CalOptima’s top executive charged with making sure medical professionals who care for Orange County low income residents strictly follow federal and state rules has left in the middle of an audit process focused on those compliance issues.
CalOptima Chief Executive Officer Michael Schrader, in a Sept. 3 email to the health plan’s board of directors, said “Barbara Saak, Executive Director of Compliance is no longer employed with CalOptima.”
CalOptima officials said there would be no further details about the reasons for Saak’s departure barely a year after coming to the health plan from St. Joseph Health System.
Her management biography still was posted on the CalOptima site Monday morning but was taken down later this week.
“As Executive Director of Compliance, Ms. Saak ensures that CalOptima meets all state and federal regulatory and contractual requirements,” it said. “She is responsible for all internal compliance and auditing activities, including developing annual compliance plans for each CalOptima program.
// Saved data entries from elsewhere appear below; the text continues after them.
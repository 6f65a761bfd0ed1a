use dashmap::DashMap;
use hearth_model::Event;
use std::collections::VecDeque;
use std::hash::{Hash, Hasher};
use std::sync::Mutex;
use std::time::{Duration, Instant};

/// An event's identity is event-type + entity-id + a digest of its
/// attribute payload (§4.2 step 1) — explicitly not the timestamp, so a
/// redelivered frame with a fresh `time_fired` still dedups.
pub fn fingerprint(event: &Event) -> u64 {
    let mut hasher = std::collections::hash_map::DefaultHasher::new();
    event.event_type.hash(&mut hasher);
    event.entity_id.hash(&mut hasher);
    // BTreeMap iteration is key-ordered, so the digest is stable regardless
    // of attribute insertion order.
    for (key, value) in &event.attributes {
        key.hash(&mut hasher);
        format!("{value:?}").hash(&mut hasher);
    }
    hasher.finish()
}

/// Sliding window of recently-seen fingerprints (default 5s / 10,000
/// entries). Eviction is opportunistic: it runs on every insert rather
/// than on a timer, so the hot path never blocks on a background sweep.
pub struct DedupWindow {
    window: Duration,
    capacity: usize,
    seen: DashMap<u64, Instant>,
    order: Mutex<VecDeque<u64>>,
}

impl DedupWindow {
    pub fn new(window: Duration, capacity: usize) -> Self {
        Self {
            window,
            capacity,
            seen: DashMap::new(),
            order: Mutex::new(VecDeque::new()),
        }
    }

    /// Returns `true` if this is the first time the fingerprint has been
    /// seen within the window (i.e. the event should proceed); `false` if
    /// it's a duplicate.
    pub fn check_and_insert(&self, fingerprint: u64) -> bool {
        self.evict_expired();

        if self.seen.contains_key(&fingerprint) {
            return false;
        }

        self.seen.insert(fingerprint, Instant::now());
        self.order.lock().expect("dedup order mutex poisoned").push_back(fingerprint);
        self.evict_over_capacity();
        true
    }

    pub fn len(&self) -> usize {
        self.seen.len()
    }

    pub fn is_empty(&self) -> bool {
        self.seen.is_empty()
    }

    fn evict_expired(&self) {
        let mut order = self.order.lock().expect("dedup order mutex poisoned");
        while let Some(&oldest) = order.front() {
            match self.seen.get(&oldest) {
                Some(inserted_at) if inserted_at.elapsed() > self.window => {
                    drop(inserted_at);
                    self.seen.remove(&oldest);
                    order.pop_front();
                }
                Some(_) => break,
                None => {
                    order.pop_front();
                }
            }
        }
    }

    fn evict_over_capacity(&self) {
        let mut order = self.order.lock().expect("dedup order mutex poisoned");
        while self.seen.len() > self.capacity {
            if let Some(oldest) = order.pop_front() {
                self.seen.remove(&oldest);
            } else {
                break;
            }
        }
    }
}

#[cfg(test)]
mod tests {
    use super::*;
    use hearth_model::Event;

    #[test]
    fn same_event_within_window_is_a_duplicate() {
        let window = DedupWindow::new(Duration::from_secs(5), 100);
        let event = Event::new("light", "light.kitchen", "state_changed", 0).with_attribute("state", "on");
        let fp = fingerprint(&event);

        assert!(window.check_and_insert(fp));
        assert!(!window.check_and_insert(fp));
    }

    #[test]
    fn different_payload_is_not_a_duplicate() {
        let window = DedupWindow::new(Duration::from_secs(5), 100);
        let on = Event::new("light", "light.kitchen", "state_changed", 0).with_attribute("state", "on");
        let off = Event::new("light", "light.kitchen", "state_changed", 0).with_attribute("state", "off");

        assert!(window.check_and_insert(fingerprint(&on)));
        assert!(window.check_and_insert(fingerprint(&off)));
    }

    #[test]
    fn timestamp_does_not_affect_identity() {
        let a = Event::new("light", "light.kitchen", "state_changed", 1).with_attribute("state", "on");
        let b = Event::new("light", "light.kitchen", "state_changed", 2).with_attribute("state", "on");
        assert_eq!(fingerprint(&a), fingerprint(&b));
    }

    #[test]
    fn entry_expires_after_window_elapses() {
        let window = DedupWindow::new(Duration::from_millis(10), 100);
        let event = Event::new("light", "light.kitchen", "state_changed", 0);
        let fp = fingerprint(&event);

        assert!(window.check_and_insert(fp));
        std::thread::sleep(Duration::from_millis(20));
        assert!(window.check_and_insert(fp));
    }

    #[test]
    fn capacity_evicts_oldest_entries() {
        let window = DedupWindow::new(Duration::from_secs(60), 2);
        for i in 0..3 {
            let event = Event::new("light", format!("light.l{i}"), "state_changed", 0);
            window.check_and_insert(fingerprint(&event));
        }
        assert_eq!(window.len(), 2);
    }
}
Ms. Saak also works externally to ensure compliance in CalOptima’s extensive provider network.”
Compliance is at the heart of issues raised in a federal audit of CalOptima’s 16,000-member OneCare program that resulted in a halt to new enrollments of elderly patients because it posed a “serious threat to the health and safety” of participants.
The federal audit was conducted in November, 2013 and the results were made public in February, this year. Federal officials are scheduled to come back in January to determine if all problems have been fixed.
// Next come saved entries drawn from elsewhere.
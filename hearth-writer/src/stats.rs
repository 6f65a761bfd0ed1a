use std::sync::atomic::{AtomicU64, Ordering};
use std::sync::Mutex;
use std::time::{Duration, Instant};

#[derive(Debug, Clone, Copy, Default)]
pub struct WriterStats {
    pub points_written: u64,
    pub points_failed: u64,
    pub batches_processed: u64,
    pub pending_points: usize,
    pub avg_batch_size: f64,
    pub avg_write_time_ms: f64,
}

#[derive(Debug, Clone, Copy, Default)]
pub struct BatchPerformance {
    pub throughput_points_per_second: f64,
    pub avg_batch_size: f64,
    pub avg_write_time_ms: f64,
    pub efficiency_ratio: f64,
}

#[derive(Default)]
struct Totals {
    write_time: Duration,
    batch_age: Duration,
}

/// Counters backing `Writer::stats()`/`batch_performance()` (§4.3). Mirrors
/// the pipeline's `StatsCollector` shape: atomics for hot-path counters, a
/// small mutex for the few aggregate durations.
#[derive(Default)]
pub struct WriterStatsCollector {
    points_written: AtomicU64,
    points_failed: AtomicU64,
    batches_processed: AtomicU64,
    last_write: Mutex<Option<Instant>>,
    totals: Mutex<Totals>,
}

impl WriterStatsCollector {
    pub fn new() -> Self {
        Self::default()
    }

    pub fn record_batch_success(&self, points: usize, write_time: Duration, batch_age: Duration) {
        self.points_written.fetch_add(points as u64, Ordering::Relaxed);
        self.batches_processed.fetch_add(1, Ordering::Relaxed);
        *self.last_write.lock().expect("stats mutex poisoned") = Some(Instant::now());
        let mut totals = self.totals.lock().expect("stats mutex poisoned");
        totals.write_time += write_time;
        totals.batch_age += batch_age;
    }

    pub fn record_batch_failure(&self, points: usize) {
        self.points_failed.fetch_add(points as u64, Ordering::Relaxed);
    }

    pub fn snapshot(&self, pending_points: usize) -> WriterStats {
        let batches = self.batches_processed.load(Ordering::Relaxed);
        let written = self.points_written.load(Ordering::Relaxed);
        let totals = self.totals.lock().expect("stats mutex poisoned");

        WriterStats {
            points_written: written,
            points_failed: self.points_failed.load(Ordering::Relaxed),
            batches_processed: batches,
            pending_points,
            avg_batch_size: if batches > 0 { written as f64 / batches as f64 } else { 0.0 },
            avg_write_time_ms: if batches > 0 {
                (totals.write_time.as_secs_f64() / batches as f64) * 1000.0
            } else {
                0.0
            },
        }
    }

    pub fn batch_performance(&self) -> BatchPerformance {
        let batches = self.batches_processed.load(Ordering::Relaxed);
        if batches == 0 {
            return BatchPerformance::default();
        }
        let written = self.points_written.load(Ordering::Relaxed);
        let totals = self.totals.lock().expect("stats mutex poisoned");
        let avg_write_time = totals.write_time.as_secs_f64() / batches as f64;
        let avg_batch_age = totals.batch_age.as_secs_f64() / batches as f64;

        BatchPerformance {
            throughput_points_per_second: if avg_write_time > 0.0 {
                written as f64 / totals.write_time.as_secs_f64()
            } else {
                0.0
            },
            avg_batch_size: written as f64 / batches as f64,
            avg_write_time_ms: avg_write_time * 1000.0,
            efficiency_ratio: if avg_batch_age > 0.0 { avg_write_time / avg_batch_age } else { 0.0 },
        }
    }
}
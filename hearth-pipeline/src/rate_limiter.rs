use std::sync::Mutex;
use std::time::{Duration, Instant};

/// Classic token bucket: refills continuously at `rate` tokens/sec up to
/// `burst` capacity, `try_acquire` takes one token or fails (§4.2
/// "A rate limiter (token bucket; default 1000 events/s) may shed
/// submissions before they enter the queue").
pub struct TokenBucket {
    rate_per_sec: f64,
    capacity: f64,
    state: Mutex<BucketState>,
}

struct BucketState {
    tokens: f64,
    last_refill: Instant,
}

impl TokenBucket {
    pub fn new(rate_per_sec: u32) -> Self {
        let rate = rate_per_sec as f64;
        Self {
            rate_per_sec: rate,
            capacity: rate,
            state: Mutex::new(BucketState {
                tokens: rate,
                last_refill: Instant::now(),
            }),
        }
    }

    pub fn try_acquire(&self) -> bool {
        let mut state = self.state.lock().expect("token bucket mutex poisoned");
        let elapsed = state.last_refill.elapsed();
        state.tokens = (state.tokens + elapsed.as_secs_f64() * self.rate_per_sec).min(self.capacity);
        state.last_refill = Instant::now();

        if state.tokens >= 1.0 {
            state.tokens -= 1.0;
            true
        } else {
            false
        }
    }
}

#[cfg(test)]
mod tests {
    use super::*;

    #[test]
    fn allows_up_to_burst_capacity_immediately() {
        let bucket = TokenBucket::new(5);
        for _ in 0..5 {
            assert!(bucket.try_acquire());
        }
        assert!(!bucket.try_acquire());
    }

    #[test]
    fn refills_over_time() {
        let bucket = TokenBucket::new(1000);
        for _ in 0..1000 {
            bucket.try_acquire();
        }
        assert!(!bucket.try_acquire());
        std::thread::sleep(Duration::from_millis(5));
        assert!(bucket.try_acquire());
    }
}
use std::sync::atomic::{AtomicU64, Ordering};
use std::time::Instant;

/// Snapshot returned by `Pipeline::stats()` (§4.2).
#[derive(Debug, Clone, Copy)]
pub struct PipelineStats {
    pub submitted: u64,
    pub deduplicated: u64,
    pub filtered: u64,
    pub transformed: u64,
    pub stored: u64,
    pub failed: u64,
    pub avg_latency_ms: f64,
    pub queue_depth: usize,
}

#[derive(Debug, Default)]
pub struct StatsCollector {
    submitted: AtomicU64,
    deduplicated: AtomicU64,
    filtered: AtomicU64,
    transformed: AtomicU64,
    stored: AtomicU64,
    failed: AtomicU64,
    latency_total_micros: AtomicU64,
    latency_samples: AtomicU64,
}

impl StatsCollector {
    pub fn new() -> Self {
        Self::default()
    }

    pub fn record_submitted(&self) {
        self.submitted.fetch_add(1, Ordering::Relaxed);
    }

    pub fn record_deduplicated(&self) {
        self.deduplicated.fetch_add(1, Ordering::Relaxed);
    }

    pub fn record_filtered(&self) {
        self.filtered.fetch_add(1, Ordering::Relaxed);
    }

    pub fn record_transformed(&self, count: u64) {
        self.transformed.fetch_add(count, Ordering::Relaxed);
    }

    pub fn record_stored(&self) {
        self.stored.fetch_add(1, Ordering::Relaxed);
    }

    pub fn record_failed(&self) {
        self.failed.fetch_add(1, Ordering::Relaxed);
    }

    pub fn record_latency(&self, started: Instant) {
        let micros = started.elapsed().as_micros().min(u64::MAX as u128) as u64;
        self.latency_total_micros.fetch_add(micros, Ordering::Relaxed);
        self.latency_samples.fetch_add(1, Ordering::Relaxed);
    }

    pub fn snapshot(&self, queue_depth: usize) -> PipelineStats {
        let samples = self.latency_samples.load(Ordering::Relaxed);
        let avg_latency_ms = if samples == 0 {
            0.0
        } else {
            (self.latency_total_micros.load(Ordering::Relaxed) as f64 / samples as f64) / 1000.0
        };

        PipelineStats {
            submitted: self.submitted.load(Ordering::Relaxed),
            deduplicated: self.deduplicated.load(Ordering::Relaxed),
            filtered: self.filtered.load(Ordering::Relaxed),
            transformed: self.transformed.load(Ordering::Relaxed),
            stored: self.stored.load(Ordering::Relaxed),
            failed: self.failed.load(Ordering::Relaxed),
            avg_latency_ms,
            queue_depth,
        }
    }
}
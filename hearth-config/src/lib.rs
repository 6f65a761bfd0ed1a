//! Environment-variable configuration loading for the hearth daemon.
//!
//! Follows the `Config::from_env()` idiom: read each variable with a
//! documented default, fail fast on the first missing/invalid required
//! value. A `.env` file is loaded first if present.

pub mod env_helpers;
pub mod error;
pub mod settings;

pub use error::{ConfigError, Result};
pub use settings::{
    AlertSettings, BackoffSettings, Compression, ConnectionSettings, ObservabilitySettings,
    PipelineSettings, Settings, WriterSettings,
};
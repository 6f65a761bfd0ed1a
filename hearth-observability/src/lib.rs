//! Metrics registry and health aggregation shared by every hearth
//! component. No component terminates on a reportable failure; instead it
//! calls into this crate so the failure is visible on `/health` and
//! `/metrics` (§4.5, §7).

pub mod health;
pub mod metrics;
pub mod names;

pub use health::{Criticality, DependencyReport, DependencyStatus, HealthRegistry, HealthSummary};
pub use metrics::{labels, Labels, MetricsRegistry, DEFAULT_LATENCY_BUCKETS};
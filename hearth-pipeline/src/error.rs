use thiserror::Error;

/// §7 error kinds as the pipeline encounters them. None of these
/// terminate a worker; `submit` and the sub-pipeline stages report
/// failure through `SubmitOutcome`/counters instead of propagating `Err`
/// to the caller, except for the configuration-time errors below.
#[derive(Debug, Error)]
pub enum PipelineError {
    #[error("invalid filter pattern: {0}")]
    InvalidPattern(#[from] regex::Error),

    #[error("enrichment request failed: {0}")]
    EnrichmentFailed(String),

    /// §7 "Programmer" error kind: a user-supplied filter predicate
    /// panicked. Caught at the dispatcher, never propagated as `Err` —
    /// this variant only exists to give the caught panic a typed message
    /// for logging.
    #[error("filter '{filter}' panicked: {message}")]
    FilterPanicked { filter: String, message: String },

    /// Same as `FilterPanicked` but for a registered `Transform`.
    #[error("transform panicked: {message}")]
    TransformPanicked { message: String },
}

/// Renders a caught panic payload as a string, matching the message shape
/// `std::panic::Location`-less panics produce.
pub fn panic_message(payload: &(dyn std::any::Any + Send)) -> String {
    if let Some(s) = payload.downcast_ref::<&str>() {
        s.to_string()
    } else if let Some(s) = payload.downcast_ref::<String>() {
        s.clone()
    } else {
        "non-string panic payload".to_string()
    }
}

pub type Result<T> = std::result::Result<T, PipelineError>;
Following the federal audit, state examiners came in this spring and reported “serious and significant” problems in other areas of CalOptima, including potentially dangerous delays in approving prescriptions.
Saak, who could not be reached for comment, only had held her job for about two months when the federal audit began.
But after the audit, she was in charge of correcting problems found with the health plan’s pharmacy vendor, doctor networks and others in the OneCare program.
Until those problems are corrected to the satisfaction of federal auditors, CalOptima is barred from participating in a new program called Cal MediConnect, which expands the former OneCare plan and is considered one of the most financially attractive federal medical programs for medical providers.
With the implementation of the federal Affordable Care Act or ObamaCare, this year, CalOptima’s enrolled has doubled to more than 625,000 low income residents, more than half of them children. The health plan anticipates its 2014-15 revenue will be about $3 billion, assuming its federal audit issues are corrected quickly.
In his email to the CalOptima board of directors, Schrader wrote “I am implementing a full leadership transition plan focused on ensuring the ongoing effectiveness of our compliance and audit activities. This transition will not disrupt our (audit) remediation efforts.”